The quilting tradition in Gee’s Bend goes back to the 19th century Perhaps influenced in part by patterned African textiles, female slaves pieced together strips of cloth to make bedcovers. Throughout the post-bellum years and into the 20th century, Gee’s Bend women made quilts to keep themselves and their children warm in unheated shacks that lacked running water, telephones and electricity. Along the way they developed a distinctive style, noted for its lively improvisations and geometric simplicity.¹
La tradition du quilting à Gee’s Bend remonte au 19e siècle, lorsque le village était sur la plantation de coton du propriétaire Joseph Gee. Les femmes esclaves ont commencé à coudre des couvre-lits pour se réchauffer et réchauffer leurs enfants dans des cahutes sans chauffage, sans eau courante, sans électricité ou téléphone dans lesquelles elles ont continué à vivre jusqu’à la première moitié du 20e siècle.³
- En 1845, la plantation est vendue à Mark H. Pettway. Après l’émancipation, les anciens esclaves restent sur les plantations comme ouvriers agricoles, fermiers ou métayers. La plantation est revendue à la famille Van de Graaff.
- Dans les années 30, un marchand, créditeur de nombreux habitants du village meurt et sa famille solde les crédits en prenant les animaux, les outils, la nourriture des débiteurs pour rembourser les dettes.
- Grâce à l’aide de la Croix Rouge et au maintien bon marché des loyers, la population ne sombre pas totalement. Les terres sont ensuite transformées en une coopérative, un projet pilote à l’initiative du gouvernement fédéral et de la Farm Security Administration, qui seront revendues aux familles de Gee’s Bend. ²
Le recyclage des petits bouts de tissus par cette communauté a donné lieu à des créations textiles de premier plan.

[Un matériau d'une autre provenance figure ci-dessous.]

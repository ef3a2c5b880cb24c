//! Display glue (`spec.md` §4.9, C9): resolve a cell's effective format
//! code, then render an evaluated scalar through it for on-grid display.

use gridcalc_common::{DateSystem, ErrorCode, FormulaScalar};
use gridcalc_eval::{Cell, Workbook};

/// A conditional-format override wins over the cell's base style; absent
/// that, fall back to the style sheet's `numFmtId` lookup, and absent a
/// style entirely, `General`.
pub fn resolve_effective_format_code(workbook: &Workbook, cell: &Cell) -> String {
    if let Some(code) = &cell.conditional_format_code {
        return code.clone();
    }
    match cell.style_id {
        Some(style_id) => workbook.styles.format_code_for_style(style_id),
        None => "General".to_string(),
    }
}

/// Render an evaluated scalar for display through `code`. Mirrors
/// `spec.md` §4.9's dispatch table exactly: text and booleans never pass
/// through the number-format grammar, only numbers do.
pub fn format_for_display(scalar: &FormulaScalar, code: &str, date_system: DateSystem) -> String {
    match scalar {
        FormulaScalar::Null => String::new(),
        FormulaScalar::Number(n) => gridcalc_format::format_number(*n, code, date_system),
        FormulaScalar::Text(s) => s.clone(),
        FormulaScalar::Boolean(b) => if *b { "TRUE" } else { "FALSE" }.to_string(),
        FormulaScalar::Error(e) => error_token(*e),
    }
}

fn error_token(e: ErrorCode) -> String {
    e.to_string()
}

#[cfg(test)]
mod tests {
    use super::*;

    #[test]
    fn conditional_format_wins_over_style() {
        let mut wb = Workbook::new(DateSystem::Excel1900);
        wb.styles.cell_num_fmt_ids.insert(1, 9);
        let mut cell = Cell::value(gridcalc_common::CellValue::Number(0.5));
        cell.style_id = Some(1);
        cell.conditional_format_code = Some("0.00".to_string());
        assert_eq!(resolve_effective_format_code(&wb, &cell), "0.00");
    }

    #[test]
    fn style_lookup_falls_back_to_builtin_table() {
        let mut wb = Workbook::new(DateSystem::Excel1900);
        wb.styles.cell_num_fmt_ids.insert(2, 9);
        let mut cell = Cell::value(gridcalc_common::CellValue::Number(0.5));
        cell.style_id = Some(2);
        assert_eq!(resolve_effective_format_code(&wb, &cell), "0%");
    }

    #[test]
    fn no_style_is_general() {
        let wb = Workbook::new(DateSystem::Excel1900);
        let cell = Cell::value(gridcalc_common::CellValue::Number(42.0));
        assert_eq!(resolve_effective_format_code(&wb, &cell), "General");
    }

    #[test]
    fn dispatch_skips_number_format_for_text_and_booleans() {
        let code = "0.00%";
        assert_eq!(format_for_display(&FormulaScalar::Null, code, DateSystem::Excel1900), "");
        assert_eq!(
            format_for_display(&FormulaScalar::Text("hi".into()), code, DateSystem::Excel1900),
            "hi"
        );
        assert_eq!(
            format_for_display(&FormulaScalar::Boolean(true), code, DateSystem::Excel1900),
            "TRUE"
        );
        assert_eq!(
            format_for_display(&FormulaScalar::Error(ErrorCode::Div), code, DateSystem::Excel1900),
            "#DIV/0!"
        );
        assert_eq!(
            format_for_display(&FormulaScalar::Number(0.5), code, DateSystem::Excel1900),
            "50.00%"
        );
    }
}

Jusque dans les années 50s, les quilts étaient essentiellement faits à partir de vieux t-shirts, tabliers, napperons ou robes ainsi qu’avec des morceaux de denim. Les créations portent la signature de leurs auteurs mais également l’influence d’une communauté créative géographiquement isolée qui a vu plusieurs générations de femmes coudre et se transmettre des savoir-faire ancestraux.
- Images via Souls Grown Deep – Photo: Stephen Pitkin/Pitkin Studio
La Tinwood Alliance, une ONG supportant l’art Afro-Américain a répertorié les quilts pendant 4 ans, organisé l’exposition “The Quilts of Gee’s Bend” et a publié plusieurs ouvrages sur ce travail.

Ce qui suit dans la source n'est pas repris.